**Problem:** Every line of the data is to be transcribed without error.

==*==

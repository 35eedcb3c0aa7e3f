//! Per-step form state: field text, validity, error labels, and the submit
//! gate.
//!
//! A [`StepForm`] owns one [`FieldState`] per field on the active step. The
//! UI writes text into it, asks it whether the submit button should be
//! enabled, and routes every submit attempt (button press or Enter in a
//! field) through [`StepForm::request_submit`], which enforces validation
//! and the single-in-flight rule.

use regflow_types::{FieldKind, Step, WRONG_FORMAT};
use tracing::debug;

/// Which element of the step form currently holds focus.
#[derive(Debug, Clone, Copy, PartialEq, Eq)]
pub enum FocusTarget {
    /// A text field, by index into the step's flattened field list.
    Field(usize),
    /// The submit button.
    SubmitButton,
}

/// One text field and its validation state.
#[derive(Debug, Clone)]
pub struct FieldState {
    kind: FieldKind,
    text: String,
    error: Option<&'static str>,
}

impl FieldState {
    fn new(kind: FieldKind) -> Self {
        Self {
            kind,
            text: String::new(),
            error: None,
        }
    }

    /// The field's kind, carrying its placeholder and bounds.
    pub fn kind(&self) -> FieldKind {
        self.kind
    }

    /// The current text.
    pub fn text(&self) -> &str {
        &self.text
    }

    /// The error label to render beneath the field, when set.
    pub fn error(&self) -> Option<&'static str> {
        self.error
    }

    /// Whether the character count satisfies the kind's bounds.
    pub fn is_valid(&self) -> bool {
        self.kind.accepts(self.text.chars().count())
    }

    /// Replace the field text. Editing clears any standing error label.
    pub fn set_text<S: Into<String>>(&mut self, text: S) {
        self.text = text.into();
        self.error = None;
    }
}

/// Outcome of a submit attempt.
#[derive(Debug, Clone, PartialEq, Eq)]
pub enum SubmitDecision {
    /// Every field is valid; the caller should issue the request with these
    /// values, in field order.
    Submit { values: Vec<String> },
    /// At least one field is invalid; its index now carries the error label
    /// and should receive focus.
    Rejected { focus: usize },
    /// A request is already in flight; the attempt is dropped.
    Ignored,
}

/// Form state for the active registration step.
#[derive(Debug, Clone)]
pub struct StepForm {
    step: Step,
    fields: Vec<FieldState>,
    focus: FocusTarget,
    loading: bool,
}

impl StepForm {
    /// Fresh form for a step: empty fields, no errors, focus on the first
    /// field, nothing in flight.
    pub fn new(step: Step) -> Self {
        let fields = step.fields().map(FieldState::new).collect();
        Self {
            step,
            fields,
            focus: FocusTarget::Field(0),
            loading: false,
        }
    }

    /// The step this form belongs to.
    pub fn step(&self) -> Step {
        self.step
    }

    /// All fields in input order.
    pub fn fields(&self) -> &[FieldState] {
        &self.fields
    }

    /// A single field by index.
    pub fn field(&self, index: usize) -> Option<&FieldState> {
        self.fields.get(index)
    }

    /// Current focus target.
    pub fn focus(&self) -> FocusTarget {
        self.focus
    }

    /// Whether a request is in flight.
    pub fn is_loading(&self) -> bool {
        self.loading
    }

    /// Replace a field's text, clearing its error label.
    pub fn enter<S: Into<String>>(&mut self, index: usize, text: S) {
        if let Some(field) = self.fields.get_mut(index) {
            field.set_text(text);
        }
    }

    /// The submit button is enabled once every field is non-empty. Validity
    /// is only checked when the user actually submits.
    pub fn continue_enabled(&self) -> bool {
        self.fields.iter().all(|field| !field.text().is_empty())
    }

    /// Index of the first field failing its bounds, if any.
    pub fn first_invalid(&self) -> Option<usize> {
        self.fields.iter().position(|field| !field.is_valid())
    }

    /// The submit gate.
    ///
    /// Drops the attempt while a request is in flight. With an invalid field
    /// present, stamps the error label on the first one, moves focus there,
    /// and rejects. Otherwise marks the form loading, dismisses field focus,
    /// and hands back the values to send.
    pub fn request_submit(&mut self) -> SubmitDecision {
        if self.loading {
            debug!(step = ?self.step, "submit ignored, request already in flight");
            return SubmitDecision::Ignored;
        }
        if let Some(index) = self.first_invalid() {
            self.fields[index].error = Some(WRONG_FORMAT);
            self.focus = FocusTarget::Field(index);
            debug!(step = ?self.step, field = index, "submit rejected by validation");
            return SubmitDecision::Rejected { focus: index };
        }
        self.loading = true;
        self.focus = FocusTarget::SubmitButton;
        let values = self.fields.iter().map(|field| field.text().to_string()).collect();
        SubmitDecision::Submit { values }
    }

    /// Service failure: clear the loading state and surface the generic
    /// error on the step's first field.
    pub fn fail_submit(&mut self) {
        self.loading = false;
        if let Some(field) = self.fields.first_mut() {
            field.error = Some(WRONG_FORMAT);
        }
        self.focus = FocusTarget::Field(0);
    }

    /// Move focus to a specific field.
    pub fn focus_field(&mut self, index: usize) {
        if index < self.fields.len() {
            self.focus = FocusTarget::Field(index);
        }
    }

    /// Advance focus through the ring: fields in order, then the submit
    /// button, then back to the first field.
    pub fn focus_next(&mut self) {
        self.focus = match self.focus {
            FocusTarget::Field(index) if index + 1 < self.fields.len() => FocusTarget::Field(index + 1),
            FocusTarget::Field(_) => FocusTarget::SubmitButton,
            FocusTarget::SubmitButton => FocusTarget::Field(0),
        };
    }

    /// Move focus backwards through the ring.
    pub fn focus_prev(&mut self) {
        self.focus = match self.focus {
            FocusTarget::Field(0) => FocusTarget::SubmitButton,
            FocusTarget::Field(index) => FocusTarget::Field(index - 1),
            FocusTarget::SubmitButton => FocusTarget::Field(self.fields.len().saturating_sub(1)),
        };
    }
}
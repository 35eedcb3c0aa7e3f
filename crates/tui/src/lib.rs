//! # Regflow TUI Library
//!
//! Terminal user interface for the registration wizard. It renders the
//! active step's form, routes keyboard input through the flow engine, and
//! executes submit requests against the registration service without
//! blocking the event loop.
//!
//! ## Architecture
//!
//! The UI follows a component-based architecture: the registration form is a
//! component that handles events and renders itself, reporting side effects
//! (`Effect`s) back to the runtime. The runtime owns the terminal lifecycle
//! and the single in-flight submit task.

mod app;
mod cmd;
mod theme;
mod ui;

use std::sync::Arc;

use anyhow::Result;
use regflow_api::RegistrationApi;

/// Runs the main TUI application loop.
///
/// Sets up the terminal, wires the registration component to the flow
/// engine, and drives the event loop until the user exits.
///
/// # Errors
///
/// Returns an error for terminal setup failures (raw mode, alternate
/// screen) or event loop runtime errors.
pub async fn run(api: Arc<dyn RegistrationApi>) -> Result<()> {
    ui::runtime::run_app(api).await
}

==*==

**Answer for this exercise:**
repository 35eedcb3c0aa7e3f
//! Per-step form state: field text, validity, error labels, and the submit
//! gate.
//!
//! A [`StepForm`] owns one [`FieldState`] per field on the active step. The
//! UI writes text into it, asks it whether the submit button should be
//! enabled, and routes every submit attempt (button press or Enter in a
//! field) through [`StepForm::request_submit`], which enforces validation
//! and the single-in-flight rule.

use regflow_types::{FieldKind, Step, WRONG_FORMAT};
use tracing::debug;

/// Which element of the step form currently holds focus.
#[derive(Debug, Clone, Copy, PartialEq, Eq)]
pub enum FocusTarget {
    /// A text field, by index into the step's flattened field list.
    Field(usize),
    /// The submit button.
    SubmitButton,
}

/// One text field and its validation state.
#[derive(Debug, Clone)]
pub struct FieldState {
    kind: FieldKind,
    text: String,
    error: Option<&'static str>,
}

impl FieldState {
    fn new(kind: FieldKind) -> Self {
        Self {
            kind,
            text: String::new(),
            error: None,
        }
    }

    /// The field's kind, carrying its placeholder and bounds.
    pub fn kind(&self) -> FieldKind {
        self.kind
    }

    /// The current text.
    pub fn text(&self) -> &str {
        &self.text
    }

    /// The error label to render beneath the field, when set.
    pub fn error(&self) -> Option<&'static str> {
        self.error
    }

    /// Whether the character count satisfies the kind's bounds.
    pub fn is_valid(&self) -> bool {
        self.kind.accepts(self.text.chars().count())
    }

    /// Replace the field text. Editing clears any standing error label.
    pub fn set_text<S: Into<String>>(&mut self, text: S) {
        self.text = text.into();
        self.error = None;
    }
}

/// Outcome of a submit attempt.
#[derive(Debug, Clone, PartialEq, Eq)]
pub enum SubmitDecision {
    /// Every field is valid; the caller should issue the request with these
    /// values, in field order.
    Submit { values: Vec<String> },
    /// At least one field is invalid; its index now carries the error label
    /// and should receive focus.
    Rejected { focus: usize },
    /// A request is already in flight; the attempt is dropped.
    Ignored,
}

/// Form state for the active registration step.
#[derive(Debug, Clone)]
pub struct StepForm {
    step: Step,
    fields: Vec<FieldState>,
    focus: FocusTarget,
    loading: bool,
}

impl StepForm {
    /// Fresh form for a step: empty fields, no errors, focus on the first
    /// field, nothing in flight.
    pub fn new(step: Step) -> Self {
        let fields = step.fields().map(FieldState::new).collect();
        Self {
            step,
            fields,
            focus: FocusTarget::Field(0),
            loading: false,
        }
    }

    /// The step this form belongs to.
    pub fn step(&self) -> Step {
        self.step
    }

    /// All fields in input order.
    pub fn fields(&self) -> &[FieldState] {
        &self.fields
    }

    /// A single field by index.
    pub fn field(&self, index: usize) -> Option<&FieldState> {
        self.fields.get(index)
    }

    /// Current focus target.
    pub fn focus(&self) -> FocusTarget {
        self.focus
    }

    /// Whether a request is in flight.
    pub fn is_loading(&self) -> bool {
        self.loading
    }

    /// Replace a field's text, clearing its error label.
    pub fn enter<S: Into<String>>(&mut self, index: usize, text: S) {
        if let Some(field) = self.fields.get_mut(index) {
            field.set_text(text);
        }
    }

    /// The submit button is enabled once every field is non-empty. Validity
    /// is only checked when the user actually submits.
    pub fn continue_enabled(&self) -> bool {
        self.fields.iter().all(|field| !field.text().is_empty())
    }

    /// Index of the first field failing its bounds, if any.
    pub fn first_invalid(&self) -> Option<usize> {
        self.fields.iter().position(|field| !field.is_valid())
    }

    /// The submit gate.
    ///
    /// Drops the attempt while a request is in flight. With an invalid field
    /// present, stamps the error label on the first one, moves focus there,
    /// and rejects. Otherwise marks the form loading, dismisses field focus,
    /// and hands back the values to send.
    pub fn request_submit(&mut self) -> SubmitDecision {
        if self.loading {
            debug!(step = ?self.step, "submit ignored, request already in flight");
            return SubmitDecision::Ignored;
        }
        if let Some(index) = self.first_invalid() {
            self.fields[index].error = Some(WRONG_FORMAT);
            self.focus = FocusTarget::Field(index);
            debug!(step = ?self.step, field = index, "submit rejected by validation");
            return SubmitDecision::Rejected { focus: index };
        }
        self.loading = true;
        self.focus = FocusTarget::SubmitButton;
        let values = self.fields.iter().map(|field| field.text().to_string()).collect();
        SubmitDecision::Submit { values }
    }

    /// Service failure: clear the loading state and surface the generic
    /// error on the step's first field.
    pub fn fail_submit(&mut self) {
        self.loading = false;
        if let Some(field) = self.fields.first_mut() {
            field.error = Some(WRONG_FORMAT);
        }
        self.focus = FocusTarget::Field(0);
    }

    /// Move focus to a specific field.
    pub fn focus_field(&mut self, index: usize) {
        if index < self.fields.len() {
            self.focus = FocusTarget::Field(index);
        }
    }

    /// Advance focus through the ring: fields in order, then the submit
    /// button, then back to the first field.
    pub fn focus_next(&mut self) {
        self.focus = match self.focus {
            FocusTarget::Field(index) if index + 1 < self.fields.len() => FocusTarget::Field(index + 1),
            FocusTarget::Field(_) => FocusTarget::SubmitButton,
            FocusTarget::SubmitButton => FocusTarget::Field(0),
        };
    }

    /// Move focus backwards through the ring.
    pub fn focus_prev(&mut self) {
        self.focus = match self.focus {
            FocusTarget::Field(0) => FocusTarget::SubmitButton,
            FocusTarget::Field(index) => FocusTarget::Field(index - 1),
            FocusTarget::SubmitButton => FocusTarget::Field(self.fields.len().saturating_sub(1)),
        };
    }
}
repository 35eedcb3c0aa7e3f
filename crates/tui/src/lib.rs
//! # Regflow TUI Library
//!
//! Terminal user interface for the registration wizard. It renders the
//! active step's form, routes keyboard input through the flow engine, and
//! executes submit requests against the registration service without
//! blocking the event loop.
//!
//! ## Architecture
//!
//! The UI follows a component-based architecture: the registration form is a
//! component that handles events and renders itself, reporting side effects
//! (`Effect`s) back to the runtime. The runtime owns the terminal lifecycle
//! and the single in-flight submit task.

mod app;
mod cmd;
mod theme;
mod ui;

use std::sync::Arc;

use anyhow::Result;
use regflow_api::RegistrationApi;

/// Runs the main TUI application loop.
///
/// Sets up the terminal, wires the registration component to the flow
/// engine, and drives the event loop until the user exits.
///
/// # Errors
///
/// Returns an error for terminal setup failures (raw mode, alternate
/// screen) or event loop runtime errors.
pub async fn run(api: Arc<dyn RegistrationApi>) -> Result<()> {
    ui::runtime::run_app(api).await
}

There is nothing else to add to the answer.